DeLay’s fellow Texan, Republican Rep. John Carter, says whether the law was broken depends on what your definition of “administrative” is. "No court has actually defined clearly what administrative purposes is," says Carter. 60 Minutes showed him TRMPAC's brochure with the statement of how the corporate funds would be spent. "Active candidate evaluation and recruitment. Message development. Market research and issue development," says Stahl. "I mean, how is that administrative?"

"Active candidate evaluation and recruitment, that’s a party of administrative procedure," says Carter. "That’s a party function."

"I thought administration was the running of the office. The Xerox machine. Paying bills," says Stahl.

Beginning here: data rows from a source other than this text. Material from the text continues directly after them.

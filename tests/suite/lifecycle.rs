//! Connection lifecycle: handshake, unknown methods, shutdown and exit.

use serde_json::{Value, json};

use crate::common::TestClient;

#[tokio::test]
async fn initialize_advertises_sync_and_file_operations() {
    let mut client = TestClient::spawn();
    let result = client.initialize().await;

    let sync = &result["capabilities"]["textDocumentSync"];
    assert_eq!(sync["openClose"], true);
    assert_eq!(sync["change"], 2);
    assert!(sync["save"].is_object());

    let operations = &result["capabilities"]["workspace"]["fileOperations"];
    assert_eq!(
        operations["didDelete"]["filters"][0]["pattern"]["glob"],
        "**/*.sql"
    );
    assert_eq!(
        operations["didRename"]["filters"][0]["pattern"]["glob"],
        "**/*.sql"
    );
    assert_eq!(result["serverInfo"]["name"], "tsqllint-ls");

    client.shutdown_and_exit().await.unwrap();
}

#[tokio::test]
async fn unknown_request_is_method_not_found() {
    let mut client = TestClient::spawn();
    client.initialize().await;

    let response = client.request("textDocument/hover", json!({})).await;
    assert_eq!(response["error"]["code"], -32601);
    assert!(
        response["error"]["message"]
            .as_str()
            .unwrap()
            .contains("textDocument/hover")
    );

    client.shutdown_and_exit().await.unwrap();
}

#[tokio::test]
async fn malformed_params_are_rejected() {
    let mut client = TestClient::spawn();
    client.initialize().await;

    let response = client
        .request("tsqllint/lintDocument", json!({"uri": 42}))
        .await;
    assert_eq!(response["error"]["code"], -32602);

    client.shutdown_and_exit().await.unwrap();
}

#[tokio::test]
async fn requests_after_shutdown_are_invalid() {
    let mut client = TestClient::spawn();
    client.initialize().await;

    let response = client.request("shutdown", Value::Null).await;
    assert_eq!(response["result"], Value::Null);

    let uri = client.uri("late.sql");
    let response = client
        .request("tsqllint/lintDocument", json!({"uri": uri}))
        .await;
    assert_eq!(response["error"]["code"], -32600);

    client.notify("exit", Value::Null);
    client.join().await.unwrap();
}

#[tokio::test]
async fn exit_without_shutdown_is_an_error() {
    let mut client = TestClient::spawn();
    client.initialize().await;

    client.notify("exit", Value::Null);
    let err = client.join().await.unwrap_err();
    assert!(err.to_string().contains("before shutdown"));
}

#[tokio::test]
async fn closed_input_stops_the_server() {
    let mut client = TestClient::spawn();
    client.initialize().await;

    client.hang_up().await.unwrap();
}
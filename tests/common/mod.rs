//! Shared test utilities and fixtures
//!
//! Drives a real server over in-memory pipes. The linter is replaced by
//! [`FakeTsqllint`], which flags every line containing `BAD`.

#![allow(dead_code)]

use std::collections::VecDeque;
use std::io;
use std::sync::atomic::{AtomicUsize, Ordering};
use std::sync::{Arc, Mutex};
use std::time::Duration;

use serde_json::{Value, json};
use tempfile::TempDir;
use tokio::io::DuplexStream;
use tokio::sync::mpsc;
use tokio::task::JoinHandle;
use tokio_util::sync::CancellationToken;
use tsqlls_engine::{InvokeError, LintFut, LintInvoker, LintRequest, LintRunResult};
use tsqlls_lsp::codec::{FrameReader, FrameWriter};
use url::Url;

/// Upper bound on any single wait for the server.
pub const WAIT: Duration = Duration::from_secs(5);

/// Pipe capacity in each direction.
const PIPE_BYTES: usize = 64 * 1024;

/// Host settings answered to `workspace/configuration` unless a test swaps them.
pub fn fast_settings() -> Value {
    json!({
        "runOnSave": true,
        "runOnType": true,
        "debounceMs": 20,
        "timeoutMs": 2000
    })
}

/// Stand-in for the tsqllint executable.
///
/// Reports one `no-bad` error per line containing `BAD`, at the column where it
/// starts, followed by a summary line the parser must skip.
#[derive(Default)]
pub struct FakeTsqllint {
    delay: Mutex<Duration>,
    fail: Mutex<Option<String>>,
    stderr: Mutex<String>,
    runs: AtomicUsize,
    cancelled: AtomicUsize,
    seen: Mutex<Vec<LintRequest>>,
}

impl FakeTsqllint {
    pub fn new() -> Arc<Self> {
        Arc::new(Self::default())
    }

    /// Every subsequent run waits this long before reporting.
    pub fn set_delay(&self, delay: Duration) {
        *self.delay.lock().unwrap() = delay;
    }

    /// Every subsequent run fails to start with this message.
    pub fn set_failure(&self, message: &str) {
        *self.fail.lock().unwrap() = Some(message.to_string());
    }

    pub fn set_stderr(&self, stderr: &str) {
        *self.stderr.lock().unwrap() = stderr.to_string();
    }

    /// Runs that got past the cancellation pre-check.
    pub fn runs(&self) -> usize {
        self.runs.load(Ordering::SeqCst)
    }

    /// Runs stopped by their token while in flight.
    pub fn cancelled(&self) -> usize {
        self.cancelled.load(Ordering::SeqCst)
    }

    /// Requests of runs that produced a report, oldest first.
    pub fn seen(&self) -> Vec<LintRequest> {
        self.seen.lock().unwrap().clone()
    }

    fn report(request: &LintRequest) -> (String, i32) {
        let mut report = String::new();
        let mut issues = 0;
        for (index, line) in request.content.lines().enumerate() {
            if let Some(column) = line.find("BAD") {
                issues += 1;
                report.push_str(&format!(
                    "{}({},{}): error no-bad : Avoid BAD.\n",
                    request.file_path.display(),
                    index + 1,
                    column + 1
                ));
            }
        }
        report.push_str(&format!("\nLinted 1 files in 0.01 seconds\n\n{issues} Errors.\n"));
        (report, i32::from(issues > 0))
    }
}

impl LintInvoker for FakeTsqllint {
    fn run(&self, request: LintRequest, token: CancellationToken) -> LintFut<'_> {
        Box::pin(async move {
            if token.is_cancelled() {
                return Ok(LintRunResult::cancelled());
            }
            self.runs.fetch_add(1, Ordering::SeqCst);

            if let Some(message) = self.fail.lock().unwrap().clone() {
                return Err(InvokeError::Wait(io::Error::other(message)));
            }

            let delay = *self.delay.lock().unwrap();
            if !delay.is_zero() {
                tokio::select! {
                    () = token.cancelled() => {
                        self.cancelled.fetch_add(1, Ordering::SeqCst);
                        return Ok(LintRunResult::cancelled());
                    }
                    () = tokio::time::sleep(delay) => {}
                }
            }

            let (stdout, code) = Self::report(&request);
            let mut result = LintRunResult::completed(stdout, code);
            result.stderr = self.stderr.lock().unwrap().clone();
            self.seen.lock().unwrap().push(request);
            Ok(result)
        })
    }
}

/// Editor side of a connection to a spawned server.
///
/// `workspace/configuration` requests are answered in the background with the
/// current [`TestClient::set_settings`] value; every other server frame is
/// queued for the test to inspect.
pub struct TestClient {
    outgoing: Option<mpsc::UnboundedSender<Value>>,
    incoming: mpsc::UnboundedReceiver<Value>,
    backlog: VecDeque<Value>,
    settings: Arc<Mutex<Value>>,
    config_requests: Arc<AtomicUsize>,
    next_id: u64,
    server: Option<JoinHandle<anyhow::Result<()>>>,
    pub linter: Arc<FakeTsqllint>,
    pub workspace: TempDir,
}

impl TestClient {
    pub fn spawn() -> Self {
        Self::spawn_with(FakeTsqllint::new())
    }

    pub fn spawn_with(linter: Arc<FakeTsqllint>) -> Self {
        let (client_out, server_in) = tokio::io::duplex(PIPE_BYTES);
        let (server_out, client_in) = tokio::io::duplex(PIPE_BYTES);

        let invoker: Arc<dyn LintInvoker> = linter.clone();
        let server = tokio::spawn(tsqlls_lsp::serve(server_in, server_out, invoker, None));

        let (outgoing, outgoing_rx) = mpsc::unbounded_channel();
        let (incoming_tx, incoming) = mpsc::unbounded_channel();
        let settings = Arc::new(Mutex::new(fast_settings()));
        let config_requests = Arc::new(AtomicUsize::new(0));

        tokio::spawn(write_frames(client_out, outgoing_rx));
        tokio::spawn(read_frames(
            client_in,
            incoming_tx,
            outgoing.downgrade(),
            settings.clone(),
            config_requests.clone(),
        ));

        Self {
            outgoing: Some(outgoing),
            incoming,
            backlog: VecDeque::new(),
            settings,
            config_requests,
            next_id: 1,
            server: Some(server),
            linter,
            workspace: tempfile::tempdir().unwrap(),
        }
    }

    /// `file://` URI for a file in the workspace (the file need not exist).
    pub fn uri(&self, name: &str) -> Url {
        Url::from_file_path(self.workspace.path().join(name)).unwrap()
    }

    pub fn set_settings(&self, settings: Value) {
        *self.settings.lock().unwrap() = settings;
    }

    fn send(&self, frame: Value) {
        self.outgoing
            .as_ref()
            .expect("client input already closed")
            .send(frame)
            .unwrap();
    }

    pub fn notify(&self, method: &str, params: Value) {
        self.send(json!({"jsonrpc": "2.0", "method": method, "params": params}));
    }

    /// Send a request and wait for the full response frame.
    pub async fn request(&mut self, method: &str, params: Value) -> Value {
        let id = self.next_id;
        self.next_id += 1;
        self.send(json!({"jsonrpc": "2.0", "id": id, "method": method, "params": params}));
        self.next_matching(|frame| frame.get("method").is_none() && frame["id"] == id)
            .await
    }

    /// `initialize` with a workspace root and pull configuration, then
    /// `initialized`, returning the initialize result once settings are in.
    pub async fn initialize(&mut self) -> Value {
        let root = Url::from_directory_path(self.workspace.path()).unwrap();
        let response = self
            .request(
                "initialize",
                json!({
                    "processId": null,
                    "rootUri": root,
                    "capabilities": {"workspace": {"configuration": true}}
                }),
            )
            .await;
        let before = self.config_requests.load(Ordering::SeqCst);
        self.notify("initialized", json!({}));
        self.settle_settings(before).await;
        response["result"].clone()
    }

    /// Swap the host settings and tell the server they changed.
    pub async fn change_settings(&mut self, settings: Value) {
        self.set_settings(settings);
        let before = self.config_requests.load(Ordering::SeqCst);
        self.notify("workspace/didChangeConfiguration", json!({"settings": null}));
        self.settle_settings(before).await;
    }

    async fn settle_settings(&self, before: usize) {
        tokio::time::timeout(WAIT, async {
            while self.config_requests.load(Ordering::SeqCst) == before {
                tokio::time::sleep(Duration::from_millis(5)).await;
            }
        })
        .await
        .expect("server never asked for settings");
        // The reply is applied by a server task after it is read.
        tokio::time::sleep(Duration::from_millis(50)).await;
    }

    pub fn open(&self, uri: &Url, text: &str) {
        self.notify(
            "textDocument/didOpen",
            json!({"textDocument": {"uri": uri, "languageId": "sql", "version": 1, "text": text}}),
        );
    }

    /// Full-text change.
    pub fn change(&self, uri: &Url, version: i32, text: &str) {
        self.notify(
            "textDocument/didChange",
            json!({
                "textDocument": {"uri": uri, "version": version},
                "contentChanges": [{"text": text}]
            }),
        );
    }

    pub fn save(&self, uri: &Url) {
        self.notify("textDocument/didSave", json!({"textDocument": {"uri": uri}}));
    }

    pub fn close(&self, uri: &Url) {
        self.notify("textDocument/didClose", json!({"textDocument": {"uri": uri}}));
    }

    /// Params of the next notification named `method`.
    pub async fn notification(&mut self, method: &str) -> Value {
        self.next_matching(|frame| frame["method"] == method)
            .await["params"]
            .clone()
    }

    /// Diagnostics of the next publish for `uri`.
    pub async fn diagnostics(&mut self, uri: &Url) -> Vec<Value> {
        let uri = uri.as_str();
        let frame = self
            .next_matching(|frame| {
                frame["method"] == "textDocument/publishDiagnostics"
                    && frame["params"]["uri"] == uri
            })
            .await;
        frame["params"]["diagnostics"]
            .as_array()
            .cloned()
            .unwrap_or_default()
    }

    /// Assert that no notification named `method` arrives within `window`.
    pub async fn expect_no(&mut self, method: &str, window: Duration) {
        assert!(
            !self.backlog.iter().any(|frame| frame["method"] == method),
            "unexpected {method}: {:?}",
            self.backlog
        );
        let deadline = tokio::time::Instant::now() + window;
        while let Ok(Some(frame)) = tokio::time::timeout_at(deadline, self.incoming.recv()).await {
            assert_ne!(frame["method"], method, "unexpected {frame}");
            self.backlog.push_back(frame);
        }
    }

    async fn next_matching(&mut self, matches: impl Fn(&Value) -> bool) -> Value {
        if let Some(index) = self.backlog.iter().position(&matches) {
            return self.backlog.remove(index).unwrap();
        }
        loop {
            let frame = tokio::time::timeout(WAIT, self.incoming.recv())
                .await
                .expect("timed out waiting for server frame")
                .expect("server output closed");
            if matches(&frame) {
                return frame;
            }
            self.backlog.push_back(frame);
        }
    }

    /// `shutdown` then `exit`; returns the server's result.
    pub async fn shutdown_and_exit(mut self) -> anyhow::Result<()> {
        let response = self.request("shutdown", Value::Null).await;
        assert_eq!(response["result"], Value::Null);
        self.notify("exit", Value::Null);
        self.join().await
    }

    /// Close the client's output and wait for the server to stop.
    pub async fn hang_up(mut self) -> anyhow::Result<()> {
        self.outgoing = None;
        self.join().await
    }

    pub async fn join(&mut self) -> anyhow::Result<()> {
        let server = self.server.take().expect("server already joined");
        tokio::time::timeout(WAIT, server)
            .await
            .expect("server did not stop")
            .expect("server task panicked")
    }
}

async fn write_frames(output: DuplexStream, mut frames: mpsc::UnboundedReceiver<Value>) {
    let mut writer = FrameWriter::new(output);
    while let Some(frame) = frames.recv().await {
        if writer.write_frame(&frame).await.is_err() {
            break;
        }
    }
}

async fn read_frames(
    input: DuplexStream,
    incoming: mpsc::UnboundedSender<Value>,
    outgoing: mpsc::WeakUnboundedSender<Value>,
    settings: Arc<Mutex<Value>>,
    config_requests: Arc<AtomicUsize>,
) {
    let mut reader = FrameReader::new(input);
    while let Ok(Some(frame)) = reader.read_frame().await {
        if frame["method"] == "workspace/configuration" {
            let items = frame["params"]["items"].as_array().map_or(0, Vec::len);
            let section = settings.lock().unwrap().clone();
            let result: Vec<Value> = (0..items.max(1)).map(|_| section.clone()).collect();
            if let Some(outgoing) = outgoing.upgrade() {
                let _ = outgoing.send(json!({"jsonrpc": "2.0", "id": frame["id"], "result": result}));
            }
            config_requests.fetch_add(1, Ordering::SeqCst);
            continue;
        }
        if incoming.send(frame).is_err() {
            break;
        }
    }
}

"This is what the court has to rule on," says Carter. "If they find all these things are administrative, there’ll be no convictions in this case."
And here's Charlie Kuffner's take:

I'd like to propose an alternate explanation to the question of why no court has ever ruled on what constitutes an "administrative purpose". There's no case law because no one has ever come anywhere close to violating this century-old law before, and the reason for that is because anyone with two brain cells to rub together can plainly see that "administrative" means "non-political". When you have a law that is crystal clear, and that draws a very bright line, as this one does, it seems to me that you should expect there to be very little case law because there should be no confusion about what the law says. Nobody's been brazen enough before to claim that confusion was even a plausible explanation. If they get away with it now, then this law never actually meant anything.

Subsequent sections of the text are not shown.